Segundo uma notícia da televisão ABC News, reforçada posteriormente pelos serviços secretos israelitas, a espionagem militar dos Estados Unidos tinha conhecimento, em meados de Novembro de 2019, de um “acontecimento epidémico catastrófico” em Wuhan. O Pentágono continua, porém, a ser ambíguo quanto ao conteúdo ou mesmo à existência ou não de um documento sobre essa matéria. O episódio permite, porém, levantar importantes perguntas: se autoridades de Washington sabiam da “catástrofe” em meados de Novembro porque não se prepararam a tempo para ela e culpam a China de a ter “escondido”? Como sabe a espionagem norte-americana de factos que só vieram a ser conhecidos por médicos chineses de Wuhan mais de um mês depois, na segunda metade de Dezembro? Será que os Estados Unidos “adivinharam” o COVID-19 e os seus efeitos bastante antes de ele ter sido identificado?

Pepe Escobar, Strategic Culture/O Lado Oculto

A Guerra Híbrida 2.0 contra a China, uma operação bipartidária norte-americana, está a atingir o seu pico febril. O seu braço de infoguerra de espectro total 24/7 culpa a China por tudo o que tenha relação com o novo coronavírus - o que também serve como manobra de diversão contra qualquer crítica informada sobre a trágica falta de preparação dos Estados Unidos.

A histeria reina, como seria previsível.
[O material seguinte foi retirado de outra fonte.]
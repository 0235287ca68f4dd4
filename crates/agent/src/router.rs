//! The tool router.
//!
//! A turn moves through four phases:
//!
//! ```text
//! Generating ──ToolRequest──▶ DispatchingSearch ──▶ Generating
//!     │
//!     └──FinalAnswer──▶ DispatchingBookkeeping ──▶ Done
//! ```
//!
//! A final answer never ends the turn directly: bookkeeping always runs
//! first, exactly once. Search results are correlated to their requests by
//! id through [`PendingCalls`], never by position.

use std::collections::HashMap;
use std::fmt;
use std::sync::Arc;
use std::time::Instant;

use futures::future::join_all;
use tracing::{debug, info, warn};
use twinsearch_core::Error;
use twinsearch_core::event::{DomainEvent, EventBus};
use twinsearch_core::message::{Conversation, Message, MessageToolCall, ROUTER_FORCED_KEY};
use twinsearch_core::provider::ToolDefinition;
use twinsearch_core::search::SearchReport;
use twinsearch_core::tool::{Bookkeeper, ToolCall, ToolRegistry, ToolResult};

use crate::responder::ResponderOutput;

#[derive(Debug, Clone, Copy, PartialEq, Eq)]
pub enum TurnPhase {
    Generating,
    DispatchingSearch,
    DispatchingBookkeeping,
    Done,
}

impl fmt::Display for TurnPhase {
    fn fmt(&self, f: &mut fmt::Formatter<'_>) -> fmt::Result {
        let name = match self {
            Self::Generating => "generating",
            Self::DispatchingSearch => "dispatching_search",
            Self::DispatchingBookkeeping => "dispatching_bookkeeping",
            Self::Done => "done",
        };
        f.write_str(name)
    }
}

/// Requests awaiting a result, keyed by request id.
#[derive(Debug, Default)]
pub struct PendingCalls {
    calls: HashMap<String, ToolCall>,
}

impl PendingCalls {
    pub fn new() -> Self {
        Self::default()
    }

    /// Track a request. Reusing an id that is still pending is a protocol
    /// violation.
    pub fn register(&mut self, call: ToolCall) -> Result<(), Error> {
        if self.calls.contains_key(&call.id) {
            return Err(Error::Protocol(format!(
                "duplicate tool request id '{}'",
                call.id
            )));
        }
        self.calls.insert(call.id.clone(), call);
        Ok(())
    }

    /// Consume the request a result answers.
    pub fn resolve(&mut self, id: &str) -> Result<ToolCall, Error> {
        self.calls
            .remove(id)
            .ok_or_else(|| Error::Protocol(format!("result for unknown request id '{id}'")))
    }

    pub fn len(&self) -> usize {
        self.calls.len()
    }

    pub fn is_empty(&self) -> bool {
        self.calls.is_empty()
    }
}

/// A bookkeeper's output, tagged with the bookkeeper's name.
#[derive(Debug, Clone)]
pub struct BookkeepingResult {
    pub tool: String,
    pub result: ToolResult,
}

pub struct Router {
    tools: Arc<ToolRegistry>,
    bookkeepers: Vec<Box<dyn Bookkeeper>>,
    event_bus: Arc<EventBus>,
}

impl Router {
    pub fn new(tools: Arc<ToolRegistry>, bookkeepers: Vec<Box<dyn Bookkeeper>>) -> Self {
        Self {
            tools,
            bookkeepers,
            event_bus: Arc::new(EventBus::default()),
        }
    }

    pub fn event_bus(&self) -> &Arc<EventBus> {
        &self.event_bus
    }

    /// The search roster offered to the model.
    pub fn tool_definitions(&self) -> Vec<ToolDefinition> {
        self.tools.definitions()
    }

    /// The phase transition function.
    ///
    /// `output` is the latest Responder output; only `Generating` looks
    /// at it.
    pub fn next(phase: TurnPhase, output: &ResponderOutput) -> TurnPhase {
        match phase {
            TurnPhase::Generating if output.is_tool_request() => TurnPhase::DispatchingSearch,
            TurnPhase::Generating => TurnPhase::DispatchingBookkeeping,
            TurnPhase::DispatchingSearch => TurnPhase::Generating,
            TurnPhase::DispatchingBookkeeping | TurnPhase::Done => TurnPhase::Done,
        }
    }

    /// Run every requested search concurrently and append the results in
    /// request order as one batch.
    ///
    /// The assistant message carrying `calls` must already be in the log.
    /// A request for a tool outside the roster aborts the turn.
    pub async fn dispatch_search(
        &self,
        conversation: &mut Conversation,
        calls: Vec<ToolCall>,
    ) -> Result<(), Error> {
        let fallback_query = conversation
            .last_user_message()
            .map(|m| m.content.clone())
            .unwrap_or_default();

        let mut pending = PendingCalls::new();
        let mut ordered = Vec::with_capacity(calls.len());
        for mut call in calls {
            if !self.tools.contains(&call.name) {
                return Err(Error::Protocol(format!(
                    "model requested unknown tool '{}'",
                    call.name
                )));
            }
            fill_query(&mut call, &fallback_query);
            ordered.push(call.clone());
            pending.register(call)?;
        }

        info!(count = ordered.len(), "Dispatching searches");

        let runs = ordered.iter().map(|call| async move {
            let start = Instant::now();
            let result = self.tools.execute(call).await;
            (call, result, start.elapsed().as_millis() as u64)
        });

        let mut batch = Vec::with_capacity(ordered.len());
        for (call, result, duration_ms) in join_all(runs).await {
            let result = match result {
                Ok(result) => result,
                Err(e) => {
                    warn!(tool = %call.name, error = %e, "Search tool failed");
                    let (provider, k) = self
                        .tools
                        .get(&call.name)
                        .and_then(|tool| tool.search_origin())
                        .unwrap_or((call.name.as_str(), 0));
                    failed_search(call, provider, k, &e.to_string())?
                }
            };

            self.event_bus.publish(DomainEvent::ToolExecuted {
                tool_name: call.name.clone(),
                success: result.success,
                duration_ms,
                timestamp: chrono::Utc::now(),
            });

            let request = pending.resolve(&result.call_id)?;
            batch.push(Message::tool_result(request.id, result.output));
        }

        if !pending.is_empty() {
            return Err(Error::Protocol(format!(
                "{} search request(s) left unanswered",
                pending.len()
            )));
        }

        conversation.extend(batch);
        Ok(())
    }

    /// Run every bookkeeper once over the log as it stands, then append a
    /// router-authored request followed by all results.
    ///
    /// Any bookkeeper error fails the turn.
    pub fn dispatch_bookkeeping(
        &self,
        conversation: &mut Conversation,
    ) -> Result<Vec<BookkeepingResult>, Error> {
        let snapshot = conversation.messages();

        let mut requests = Vec::with_capacity(self.bookkeepers.len());
        let mut results = Vec::with_capacity(self.bookkeepers.len());
        for bookkeeper in &self.bookkeepers {
            let name = bookkeeper.name().to_string();
            let id = format!("call_{}", uuid::Uuid::new_v4().simple());

            let start = Instant::now();
            let outcome = bookkeeper.run(snapshot);
            let duration_ms = start.elapsed().as_millis() as u64;

            self.event_bus.publish(DomainEvent::ToolExecuted {
                tool_name: name.clone(),
                success: outcome.is_ok(),
                duration_ms,
                timestamp: chrono::Utc::now(),
            });

            let mut result = outcome.map_err(|source| Error::Bookkeeping {
                tool: name.clone(),
                source,
            })?;
            result.call_id = id.clone();

            debug!(tool = %name, duration_ms, "Bookkeeping complete");
            requests.push(MessageToolCall {
                id,
                name: name.clone(),
                arguments: "{}".into(),
            });
            results.push(BookkeepingResult { tool: name, result });
        }

        let forced = Message::assistant("")
            .with_tool_calls(requests)
            .with_metadata(ROUTER_FORCED_KEY, serde_json::Value::Bool(true));

        let mut batch = Vec::with_capacity(results.len() + 1);
        batch.push(forced);
        batch.extend(
            results
                .iter()
                .map(|r| Message::tool_result(r.result.call_id.clone(), r.result.output.clone())),
        );
        conversation.extend(batch);

        Ok(results)
    }
}

/// Use the user's question when the model omitted the query.
fn fill_query(call: &mut ToolCall, fallback: &str) {
    let has_query = call
        .arguments
        .get("query")
        .and_then(|q| q.as_str())
        .is_some_and(|q| !q.trim().is_empty());
    if has_query {
        return;
    }

    debug!(tool = %call.name, "No query in request, using the user's question");
    match call.arguments.as_object_mut() {
        Some(args) => {
            args.insert("query".into(), serde_json::Value::String(fallback.into()));
        }
        None => call.arguments = serde_json::json!({ "query": fallback }),
    }
}

/// A failure report for a search tool that errored before producing one.
fn failed_search(
    call: &ToolCall,
    provider: &str,
    k: usize,
    reason: &str,
) -> Result<ToolResult, Error> {
    let report = SearchReport::failed(provider, k, reason);
    Ok(ToolResult {
        call_id: call.id.clone(),
        success: false,
        output: serde_json::to_string_pretty(&report)?,
        data: Some(serde_json::to_value(&report)?),
    })
}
E isto é apenas o começo.

Um dilúvio de acções judiciais está iminente - tal como a apresentada no Southern District da Flórida pelo Berman Law Group (ligado ao Partido Democrático) e pela Lucas-Compton (ligada ao Partido Republicano). Resumindo: a China tem de desembolsar toneladas de dinheiro. Coisa da ordem de pelo menos 1,2 biliões (milhões de milhões) de dólares, que - por uma ironia surrealista - é o valor dos títulos do Tesouro dos Estados Unidos nas mãos de Pequim, até 20 biliões, requeridos por uma acção movida no Texas.

O argumento da acusação, como Scott Ritter, numa tirada memorável, nos fez lembrar vem directamente dos Monty Python. É exactamente assim que funciona:

"Se ela pesa o mesmo que um pato...

…e é feita de madeira!" 

"Portanto..." 

"É uma bruxa!!!!!" 

Em termos da Guerra Híbrida 2.0, a actual narrativa, bem ao estilo CIA, diz que a China malvada nunca nos contou, a nós o Ocidente civilizado, que havia um vírus terrível à solta. Se tivesse avisado, teríamos tido tempo para nos preparar. 
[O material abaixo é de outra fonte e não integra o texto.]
//! The Responder: one language-model step over the conversation log.

use std::sync::Arc;

use tracing::debug;
use twinsearch_core::Error;
use twinsearch_core::message::{Conversation, Message};
use twinsearch_core::provider::{Provider, ProviderRequest, ToolDefinition, Usage};
use twinsearch_core::tool::ToolCall;

/// What the model decided to do.
#[derive(Debug, Clone)]
pub enum ResponderOutput {
    /// A terminal answer for the user.
    FinalAnswer { message: Message },

    /// A deferral to tools. `calls` mirrors `message.tool_calls`, parsed.
    ToolRequest { message: Message, calls: Vec<ToolCall> },
}

impl ResponderOutput {
    /// The assistant message to append to the log.
    pub fn message(&self) -> &Message {
        match self {
            Self::FinalAnswer { message } | Self::ToolRequest { message, .. } => message,
        }
    }

    pub fn is_tool_request(&self) -> bool {
        matches!(self, Self::ToolRequest { .. })
    }

    /// Drop any tool calls and treat the message as an answer.
    pub fn into_final_answer(self) -> Self {
        match self {
            Self::FinalAnswer { .. } => self,
            Self::ToolRequest { mut message, .. } => {
                message.tool_calls.clear();
                Self::FinalAnswer { message }
            }
        }
    }
}

/// A Responder step plus what the backend reported about it.
#[derive(Debug, Clone)]
pub struct Response {
    pub output: ResponderOutput,
    pub usage: Option<Usage>,
    pub model: String,
}

pub struct Responder {
    provider: Arc<dyn Provider>,
    model: String,
    temperature: f32,
    max_tokens: Option<u32>,
    tools: Vec<ToolDefinition>,
}

impl Responder {
    pub fn new(provider: Arc<dyn Provider>, model: impl Into<String>) -> Self {
        Self {
            provider,
            model: model.into(),
            temperature: 0.7,
            max_tokens: None,
            tools: Vec::new(),
        }
    }

    pub fn with_temperature(mut self, temperature: f32) -> Self {
        self.temperature = temperature;
        self
    }

    pub fn with_max_tokens(mut self, max: u32) -> Self {
        self.max_tokens = Some(max);
        self
    }

    /// The tools offered to the model on every step.
    pub fn with_tools(mut self, tools: Vec<ToolDefinition>) -> Self {
        self.tools = tools;
        self
    }

    /// Ask the model for the next step.
    ///
    /// Tool-call arguments that are not valid JSON are a protocol violation.
    pub async fn respond(&self, conversation: &Conversation) -> Result<Response, Error> {
        let request = ProviderRequest {
            model: self.model.clone(),
            messages: conversation.messages().to_vec(),
            temperature: self.temperature,
            max_tokens: self.max_tokens,
            tools: self.tools.clone(),
        };

        let response = self.provider.complete(request).await?;
        let message = response.message;

        let output = if message.tool_calls.is_empty() {
            ResponderOutput::FinalAnswer { message }
        } else {
            let calls = message
                .tool_calls
                .iter()
                .map(ToolCall::from_message_call)
                .collect::<Result<Vec<_>, _>>()
                .map_err(|e| Error::Protocol(format!("malformed tool request: {e}")))?;
            ResponderOutput::ToolRequest { message, calls }
        };

        debug!(
            provider = self.provider.name(),
            tool_request = output.is_tool_request(),
            "Responder step complete"
        );

        Ok(Response {
            output,
            usage: response.usage,
            model: response.model,
        })
    }
}
//! Language-model provider implementations for twinsearch.
//!
//! All providers implement the `twinsearch_core::Provider` trait.
//! [`build_from_config`] selects the backend named in the configuration.

pub mod builder;
pub mod openai_compat;

pub use builder::build_from_config;
pub use openai_compat::OpenAiCompatProvider;
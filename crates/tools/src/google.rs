//! Google Custom Search JSON API client.
//!
//! Needs both an API key and a programmable search engine id (`cx`). The API
//! caps `num` at 10 per request.

use std::time::Duration;

use async_trait::async_trait;
use serde::Deserialize;
use twinsearch_core::error::ProviderError;
use twinsearch_core::search::{SearchHit, SearchProvider};

const MAX_NUM: usize = 10;

pub struct GoogleSearchClient {
    client: reqwest::Client,
    api_url: String,
    api_key: String,
    cse_id: String,
    num_results: usize,
}

impl GoogleSearchClient {
    pub fn new(
        api_url: impl Into<String>,
        api_key: impl Into<String>,
        cse_id: impl Into<String>,
        num_results: usize,
        timeout: Duration,
    ) -> Self {
        let client = reqwest::Client::builder()
            .timeout(timeout)
            .build()
            .unwrap_or_else(|_| reqwest::Client::new());

        Self {
            client,
            api_url: api_url.into().trim_end_matches('/').to_string(),
            api_key: api_key.into(),
            cse_id: cse_id.into(),
            num_results,
        }
    }
}

#[derive(Deserialize)]
struct CseResponse {
    // Absent when the query has no results.
    #[serde(default)]
    items: Vec<CseItem>,
}

#[derive(Deserialize)]
struct CseItem {
    #[serde(default)]
    title: String,
    #[serde(default)]
    link: String,
    #[serde(default)]
    snippet: String,
}

#[async_trait]
impl SearchProvider for GoogleSearchClient {
    fn name(&self) -> &str {
        "google"
    }

    fn max_results(&self) -> usize {
        self.num_results
    }

    async fn search(
        &self,
        query: &str,
        max_results: usize,
    ) -> Result<Vec<SearchHit>, ProviderError> {
        let url = format!("{}/customsearch/v1", self.api_url);
        let num = max_results.clamp(1, MAX_NUM).to_string();

        tracing::debug!(url = %url, num = %num, "Sending Google search");

        let response = self
            .client
            .get(&url)
            .query(&[
                ("key", self.api_key.as_str()),
                ("cx", self.cse_id.as_str()),
                ("q", query),
                ("num", num.as_str()),
            ])
            .send()
            .await
            .map_err(|e| {
                if e.is_timeout() {
                    ProviderError::Timeout(e.to_string())
                } else {
                    ProviderError::Network(e.to_string())
                }
            })?;

        let status = response.status().as_u16();
        if status != 200 {
            let message = response.text().await.unwrap_or_default();
            return Err(match status {
                401 | 403 => ProviderError::AuthenticationFailed(message),
                429 => ProviderError::RateLimited {
                    retry_after_secs: 60,
                },
                _ => ProviderError::ApiError {
                    status_code: status,
                    message,
                },
            });
        }

        let parsed: CseResponse = response.json().await.map_err(|e| ProviderError::ApiError {
            status_code: status,
            message: format!("malformed Custom Search response: {e}"),
        })?;

        Ok(parsed
            .items
            .into_iter()
            .take(max_results)
            .map(|item| SearchHit {
                title: item.title,
                url: item.link,
                snippet: item.snippet,
            })
            .collect())
    }
}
Mas os chineses mentiram e trapacearam - por sinal, marcas registadas da CIA, segundo o próprio Mike "Nós mentimos, nós roubamos, nós trapaceamos" Pompeo. E esconderam tudo. E censuraram a verdade. Os chineses, portanto, queriam infectar-nos a todos. Agora vão ter de nos indemnizar por todos os danos económicos e financeiros que estamos a sofrer e de pagar por todos os nossos mortos. É tudo culpa da China. 
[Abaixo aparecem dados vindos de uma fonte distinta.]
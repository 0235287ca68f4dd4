//! Bordered answer panel for the terminal.

use unicode_width::{UnicodeWidthChar, UnicodeWidthStr};

pub const DEFAULT_WIDTH: usize = 80;

/// Draw `body` inside a rounded box `width` columns wide, titled `title`.
///
/// Widths are terminal columns, so wide characters (CJK, most emoji) take
/// two. Lines are word-wrapped; words longer than a line are split.
pub fn render_panel(title: &str, body: &str, width: usize) -> String {
    let width = width.max(20);
    let inner = width - 4;

    let mut title = title.replace('\n', " ");
    if title.width() > inner - 2 {
        title = truncate_to_width(&title, inner - 5) + "...";
    }
    let title = format!(" {title} ");
    let fill = width.saturating_sub(3 + title.width());

    let mut out = format!("╭─{title}{}╮\n", "─".repeat(fill));
    for line in wrap(body, inner) {
        let pad = inner.saturating_sub(line.width());
        out.push_str(&format!("│ {line}{} │\n", " ".repeat(pad)));
    }
    out.push_str(&format!("╰{}╯", "─".repeat(width - 2)));
    out
}

fn char_width(c: char) -> usize {
    c.width().unwrap_or(0)
}

fn truncate_to_width(text: &str, max: usize) -> String {
    let mut used = 0;
    text.chars()
        .take_while(|&c| {
            used += char_width(c);
            used <= max
        })
        .collect()
}

/// Split `word` into pieces no wider than `width` columns.
fn split_word(word: &str, width: usize) -> Vec<&str> {
    let mut pieces = Vec::new();
    let mut start = 0;
    let mut used = 0;
    for (i, c) in word.char_indices() {
        let w = char_width(c);
        if used > 0 && used + w > width {
            pieces.push(&word[start..i]);
            start = i;
            used = 0;
        }
        used += w;
    }
    pieces.push(&word[start..]);
    pieces
}

fn wrap(text: &str, width: usize) -> Vec<String> {
    let mut lines = Vec::new();

    for raw in text.lines() {
        let mut line = String::new();
        let mut line_len = 0;

        for word in raw.split_whitespace() {
            for piece in split_word(word, width) {
                let piece_len = piece.width();
                if line_len > 0 && line_len + 1 + piece_len > width {
                    lines.push(std::mem::take(&mut line));
                    line_len = 0;
                }
                if line_len > 0 {
                    line.push(' ');
                    line_len += 1;
                }
                line.push_str(piece);
                line_len += piece_len;
            }
        }
        lines.push(line);
    }

    if lines.is_empty() {
        lines.push(String::new());
    }
    lines
}
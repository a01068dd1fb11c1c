//! User-visible reporting.
//!
//! Orchestration code never talks to a dialog toolkit directly; it goes
//! through the `Notifier` capability so the presentation (native dialogs,
//! plain logging in tests) can be swapped without touching control flow.

use crate::APP_NAME;

/// Reporting capability handed to the update and session logic.
pub trait Notifier: Send + Sync {
    /// Reports an unrecoverable error and terminates the launcher with
    /// exit code 1.
    fn fatal(&self, message: &str) -> !;

    /// Reports a non-fatal notice. May block the calling thread (the
    /// background update thread calls this), never the session.
    fn info(&self, message: &str);

    /// Reports ongoing work during the blocking bootstrap download.
    fn progress(&self, message: &str);
}

/// Production notifier: native message dialogs plus tracing output.
pub struct DialogNotifier;

impl Notifier for DialogNotifier {
    fn fatal(&self, message: &str) -> ! {
        tracing::error!("{}", message);
        rfd::MessageDialog::new()
            .set_title(&format!("{} Launcher", APP_NAME))
            .set_description(message)
            .set_level(rfd::MessageLevel::Error)
            .set_buttons(rfd::MessageButtons::Ok)
            .show();
        std::process::exit(1);
    }

    fn info(&self, message: &str) {
        tracing::info!("{}", message);
        rfd::MessageDialog::new()
            .set_title(&format!("{} Launcher", APP_NAME))
            .set_description(message)
            .set_level(rfd::MessageLevel::Info)
            .set_buttons(rfd::MessageButtons::Ok)
            .show();
    }

    fn progress(&self, message: &str) {
        // No non-blocking progress window in rfd; the log is the
        // progress surface during bootstrap.
        tracing::info!("{}", message);
    }
}

#[cfg(test)]
pub mod test_support {
    use super::Notifier;
    use std::sync::Mutex;

    /// Records notices instead of showing dialogs; `fatal` panics so a
    /// test that unexpectedly hits it fails loudly.
    #[derive(Default)]
    pub struct RecordingNotifier {
        pub notices: Mutex<Vec<String>>,
    }

    impl Notifier for RecordingNotifier {
        fn fatal(&self, message: &str) -> ! {
            panic!("fatal: {message}");
        }

        fn info(&self, message: &str) {
            self.notices.lock().unwrap().push(message.to_string());
        }

        fn progress(&self, message: &str) {
            self.notices.lock().unwrap().push(message.to_string());
        }
    }
}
E todo esse som e fúria forçam-nos a regressar a finais de 2019 para verificar o que os serviços de inteligência dos Estados Unidos de facto sabiam naquela época sobre o que mais tarde seria identificado como o SARS-Cov-2.

"Esse produto não existe"

O padrão informativo de referência continua a ser o trabalho da ABC News segundo o qual informações recolhidas em Novembro de 2019 pelo Centro Nacional de Informações Médicas (NCMI), subsidiário da Agência de Informações de Defesa do Pentágono (DIA), já alertavam para um vírus altamente contagioso que tinha fugido ao controlo em Wuhan, com base numa "análise detalhada de comunicações interceptadas e imagens de satélite".

Uma fonte não-identificada disse à ABC que "analistas concluíram que seria um acontecimento catastrófico", acrescentando que a informação fora "reenviada múltiplas vezes" ao DIA, ao Estado-Maior Conjunto do Pentágono e até mesmo à Casa Branca. 

Não é de admirar que o Pentágono tenha sido forçado a emitir o proverbial desmentido – em pentagonês, tendo como porta-voz um coronel R. Shane Day, diretor do NCMI do DIA: "Em nome da transparência durante a actual crise de saúde pública, podemos confirmar que a matéria jornalística sobre a existência/publicação de um produto/avaliação do Centro Nacional de Informações Médicas relativo ao coronavírus em Novembro de 2019 não está correcta. Esse produto do NCMI não existe". 

Bem, se esse "produto" existisse, o director do Pentágono e antigo lobista da Raytheon, Mark Esper, seria informado do facto. E foi devidamente questionado a esse respeito por George Stephanopoulos, da ABC.

Pergunta: "O Pentágono recebeu do Centro Nacional de Informações Médicas do DIA um relatório de inteligência sobre o COVID na China em Novembro do ano passado?

Esper: "Ah, não me lembro, George, (...) Mas temos muitas pessoas que acompanham esse assunto de perto".

Pergunta: Esse relatório foi produzido em Novembro e enviado ao NSC (Conselho de Segurança Nacional) em inícios de Dezembro com o objectivo de avaliar o impacto sobre a prontidão militar, o que, é claro, tornaria o documento importante para o senhor e para uma possível circulação nos Estados Unidos. Então, caso essa informação tivesse sido passada ao Conselho de Segurança Nacional em Dezembro o senhor teria sido informado, não teria? 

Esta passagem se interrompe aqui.